A investigação dura muito tempo, vai e volta da justiça milhares de vezes, novos fatos surgem a todo momento e nem isso é capaz de parar o ex-médico, que conta com a melhor equipe jurídica e de gestão de crise que o dinheiro pode pagar. Sim, gestão de crise. Sua presença e relação com o jornalismo era tão próxima, que pode-se afirmar que ele virou referência no assunto e em outros, só com a ajuda de uma boa assessoria de imprensa e do seus números inflados, bem como seu ego, como A Clínica nos mostra.

Os capítulos são longos, detalhados e trazem muitos personagens da história à tona, afinal, a teia de pessoas que protegiam Roger Abdelmassih parecia interminável: funcionários de confiança, laranjas, parentes… Afinal, o dinheiro, para ele, parecia valer mais que qualquer outra coisa na vida.

Nos três capítulos finais, A prisão, A condenação e A fuga, a história passa a tomar um tom que o leitor quase segura o fôlego, em um jogo que parecia ser ficcional.
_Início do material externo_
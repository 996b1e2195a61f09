//! Named signing keys and multisig definitions, persisted as one YAML file.

use std::{fs, path::Path};

use serde::{Deserialize, Serialize};
use zeroize::Zeroize;

pub mod definitions;

pub use self::definitions::*;

/// Provides a new-type wrapper around `String` that is zeroized on `Drop`.
#[derive(Clone, PartialEq, Serialize, Deserialize, Zeroize)]
#[zeroize(drop)]
#[serde(transparent)]
pub struct ZeroizeString(String);

impl From<String> for ZeroizeString {
    fn from(s: String) -> Self {
        Self(s)
    }
}

impl ZeroizeString {
    pub fn as_str(&self) -> &str {
        &self.0
    }

    pub fn without_newlines(&self) -> ZeroizeString {
        Self(self.0.trim_end_matches(['\r', '\n']).into())
    }
}

impl std::fmt::Debug for ZeroizeString {
    fn fmt(&self, f: &mut std::fmt::Formatter<'_>) -> std::fmt::Result {
        f.write_str("ZeroizeString(<redacted>)")
    }
}

/// Reads a secret file into a `ZeroizeString`, with trailing new-lines removed.
pub fn read_secret_string<P: AsRef<Path>>(path: P) -> Result<ZeroizeString, String> {
    let bytes = zeroize::Zeroizing::new(
        fs::read(path).map_err(|e| format!("Error opening file: {:?}", e))?,
    );
    let text = std::str::from_utf8(&bytes).map_err(|e| format!("Error decoding utf8: {:?}", e))?;
    Ok(ZeroizeString(text.to_string()).without_newlines())
}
Condenações, prisões preventivas, tentativa de anulação de processo, negar acusações, olhares feios na rua… Quando Abdelmassih se torna o inimigo número um e a justiça resolve tardar, mas não falhar, vem o inesperado: ele se torna foragido e assim permanece por mais de três anos.

Mais uma vez, ele depende de uma extensa rede de proteção para manter seu padrão de vida foragido, contando apenas com seus rendimentos passivos (um negócio secundário com plantação de laranjas, no interior de São Paulo) e um esquema faraônico de lavagem de dinheiro, falsidade ideológica e muitos outros crimes, além dos quais já fora condenado por mais de 200 anos de cadeia.
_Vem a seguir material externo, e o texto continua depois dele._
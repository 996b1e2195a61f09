use std::{
    ffi::OsString,
    fs::{self, File},
    io::{self, Write},
    path::{Path, PathBuf},
};

#[derive(Debug, thiserror::Error)]
pub enum FsError {
    #[error("The file could not be created: {0}")]
    /// The file could not be created
    UnableToCreateFile(io::Error),
    #[error("The file could not be read: {0}")]
    /// The file could not be read
    UnableToReadFile(io::Error),
    #[error("The file could not be renamed: {0}")]
    /// The file could not be renamed
    UnableToRenameFile(io::Error),
    #[error("Failed to write bytes to file: {0}")]
    /// Failed to write bytes to file
    UnableToWriteFile(io::Error),
    #[error("Failed to obtain file name of {0:?}")]
    /// The path has no file name component
    UnableToObtainFileName(PathBuf),
}

/// Path of the sibling temporary file used while `file_path` is being replaced.
pub fn temporary_path(file_path: &Path) -> Result<PathBuf, FsError> {
    let name = file_path
        .file_name()
        .ok_or_else(|| FsError::UnableToObtainFileName(file_path.to_path_buf()))?;
    let mut temp_name = OsString::from(".");
    temp_name.push(name);
    temp_name.push(".tmp");
    Ok(file_path.with_file_name(temp_name))
}

/// Write a file atomically by using a temporary file as an intermediate.
///
/// Readers of `file_path` observe either the previous contents or all of `bytes`, never a
/// truncated mix. On failure the temporary file is removed and `file_path` is left untouched.
pub fn write_file_via_temporary(
    file_path: &Path,
    temp_path: &Path,
    bytes: &[u8],
) -> Result<(), FsError> {
    let result = write_and_sync(temp_path, bytes)
        .and_then(|_| fs::rename(temp_path, file_path).map_err(FsError::UnableToRenameFile));

    if result.is_err() {
        // best effort, the original error is what matters
        let _ = fs::remove_file(temp_path);
    }

    result
}

/// Atomically replace `file_path` with `bytes`, staging through [`temporary_path`].
pub fn write_document(file_path: &Path, bytes: &[u8]) -> Result<(), FsError> {
    let temp_path = temporary_path(file_path)?;
    write_file_via_temporary(file_path, &temp_path, bytes)
}

pub fn read_document(file_path: &Path) -> Result<Vec<u8>, FsError> {
    fs::read(file_path).map_err(FsError::UnableToReadFile)
}

fn write_and_sync(path: &Path, bytes: &[u8]) -> Result<(), FsError> {
    let mut file = File::create(path).map_err(FsError::UnableToCreateFile)?;
    file.write_all(bytes).map_err(FsError::UnableToWriteFile)?;
    file.sync_all().map_err(FsError::UnableToWriteFile)?;
    Ok(())
}

#[cfg(test)]
mod test {
    use super::*;
    use tempfile::tempdir;

    #[test]
    fn temporary_path_is_hidden_sibling() {
        let path = Path::new("/tmp/docs/tx.json");
        assert_eq!(
            temporary_path(path).unwrap(),
            PathBuf::from("/tmp/docs/.tx.json.tmp")
        );
    }

    #[test]
    fn replaces_existing_contents() {
        let dir = tempdir().unwrap();
        let path = dir.path().join("tx.json");
        fs::write(&path, b"a much longer previous document").unwrap();

        write_document(&path, b"{}").unwrap();

        assert_eq!(fs::read(&path).unwrap(), b"{}");
        assert!(!temporary_path(&path).unwrap().exists());
    }

    #[test]
    fn missing_directory_fails_without_leftovers() {
        let dir = tempdir().unwrap();
        let path = dir.path().join("missing").join("tx.json");

        assert!(matches!(
            write_document(&path, b"{}"),
            Err(FsError::UnableToCreateFile(..))
        ));
        assert!(!path.exists());
    }
}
É interessante ler, do ponto de vista jornalístico de Vicente Vilardaga, que trouxe apenas os fatos já divulgados de forma organizada e cronológica, escritos com uma redação espetacular que faz o leitor mais jovem, que conhecia a história de Abdelmassih pelos noticiários mas não acompanhou por conta da idade, entender do começo ao fim um dos maiores esquemas criminosos da justiça brasileira. Para quem não sabe, além dos crimes de estupro, atentados ao pudor, falsidade ideológica, lavagem de dinheiro e muitos outros, Abdelmassih e A clínica também foram investigados pela manipulação de material genético humano para além dos limites permitidos pela ciência – sim: pais e mães podem ter tido filhos sem o próprio código genético, com DNA de terceiros desconhecidos, DNA do próprio médico ou até mesmo, com o DNA de mais de duas pessoas, já que ele costumava “turbinar” gametas sexuais mais velhos com organelas de células mais novas.

É uma leitura igualmente chocante, surreal e capaz de tirar o fôlego, principalmente quando a gente percebe que poderia ser inverossímil e digna de um romance de ficção científica futurista, mas é só um relato de algo que aconteceu bem embaixo dos nossos narizes.